Russia is making wild claims that its MiG-31 successor will be able to fly in space
The head of the Russian aircraft corporation, Mikoyan, or MiG for short, claimed on Russian TV last week that the successor to the MiG-31 will be able to fly in space.
The PAK DP, or MiG-41, will have "the ability to operate in space, new weapons, new speeds, [and] new operational range," Ilya Tarasenko told Zvezda TV channel.
Tarasenko also said that while the MiG-41 will be the MiG 31s "spiritual successor," it will also be an "entirely new aircraft," adding that it will be used a lot in the Arctic, be able to reach speeds of nearly 2,800 mph (nearly 1,000 mph faster than the MiG-31), be equipped with lasers, and eventually become an unmanned aircraft.

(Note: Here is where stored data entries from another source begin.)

//! Tone mapping for 8-bit grayscale images: auto-contrast, linear contrast
//! and gamma. Every adjustment is a 256-entry lookup table applied per pixel.

use image::GrayImage;

/// Lookup table mapping one gray level to another.
pub type Lut = [u8; 256];

/// Identity lookup table.
pub fn identity_lut() -> Lut {
    std::array::from_fn(|i| i as u8)
}

/// Apply a lookup table to every pixel.
pub fn apply_lut(img: &mut GrayImage, lut: &Lut) {
    for pixel in img.pixels_mut() {
        pixel[0] = lut[pixel[0] as usize];
    }
}

/// Count occurrences of each gray level.
pub fn histogram(img: &GrayImage) -> [u64; 256] {
    let mut hist = [0u64; 256];
    for pixel in img.pixels() {
        hist[pixel[0] as usize] += 1;
    }
    hist
}

/// Stretch the luminance range so the darkest present level maps to 0 and
/// the brightest to 255. Images with a single level are left as is.
pub fn autocontrast(img: &mut GrayImage) {
    let hist = histogram(img);
    let lo = hist.iter().position(|&n| n > 0);
    let hi = hist.iter().rposition(|&n| n > 0);

    let (Some(lo), Some(hi)) = (lo, hi) else {
        return;
    };
    if hi <= lo {
        return;
    }

    let scale = 255.0 / (hi - lo) as f32;
    let offset = -(lo as f32) * scale;
    let lut: Lut = std::array::from_fn(|i| (i as f32 * scale + offset).clamp(0.0, 255.0) as u8);
    apply_lut(img, &lut);
}

/// Mean gray level, rounded to the nearest integer.
pub fn mean_level(img: &GrayImage) -> f32 {
    let count = img.width() as u64 * img.height() as u64;
    if count == 0 {
        return 0.0;
    }
    let sum: u64 = img.pixels().map(|p| p[0] as u64).sum();
    (sum as f64 / count as f64 + 0.5).floor() as f32
}

/// Build a linear contrast table around `center`.
///
/// - `factor > 1`: pushes levels away from the center
/// - `factor < 1`: pulls levels toward the center
/// - `factor = 1`: identity
pub fn contrast_lut(center: f32, factor: f32) -> Lut {
    std::array::from_fn(|i| (center + (i as f32 - center) * factor).clamp(0.0, 255.0) as u8)
}

/// Enhance contrast by `factor` around the image's mean level.
pub fn contrast(img: &mut GrayImage, factor: f32) {
    let lut = contrast_lut(mean_level(img), factor);
    apply_lut(img, &lut);
}

/// Build a gamma table: `out[i] = min(255, floor((i/255)^(1/gamma) × 255 + 0.5))`.
///
/// - gamma > 1: lightens midtones
/// - gamma < 1: darkens midtones
pub fn gamma_lut(gamma: f32) -> Lut {
    let exponent = 1.0 / gamma as f64;
    std::array::from_fn(|i| {
        let value = (i as f64 / 255.0).powf(exponent) * 255.0 + 0.5;
        value.floor().min(255.0) as u8
    })
}

/// Apply gamma correction through a table computed once per call.
pub fn gamma(img: &mut GrayImage, gamma: f32) {
    let lut = gamma_lut(gamma);
    apply_lut(img, &lut);
}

Nevertheless, it's impossible to verify such claims since the MiG-41 is still being designed and the plans are classified.
"There are some discussions and initial research about development of a MiG-31 successor - but it is at the very early stages," Vasily Kashin, a Russian defense analyst, told The National Interest in April.
Still, these claims are not out of the realm of possibility, given the high-altitude and speed capabilities of the MiG-31. But Russia consistently makes predictions that never happen, such as when it claimed in 2015 it would make 2,300 T-14 Armata battle tanks by 2020. Due to budgetary problems, Moscow plans to only make 100 by 2020.
Some defense analysts, for the same reasons, are even questioning whether Moscow will even have money for the MiG-41.
"I think it's still very much a paper project under the slogan 'if we draw it, then maybe we'll get money for it,'" a defense industry official told The National Interest in April.
Mikoyan says it will begin producing the MiG-41 in the mid-2020s, and Kashin told the National Interest that it will be ready for deployment by 2035-2040.
Therefore, whether Moscow actually makes the MiG-41 and whatever its capabilities will be if it does, the MiG-31 will remain Russia's main interceptor well into the 2030s.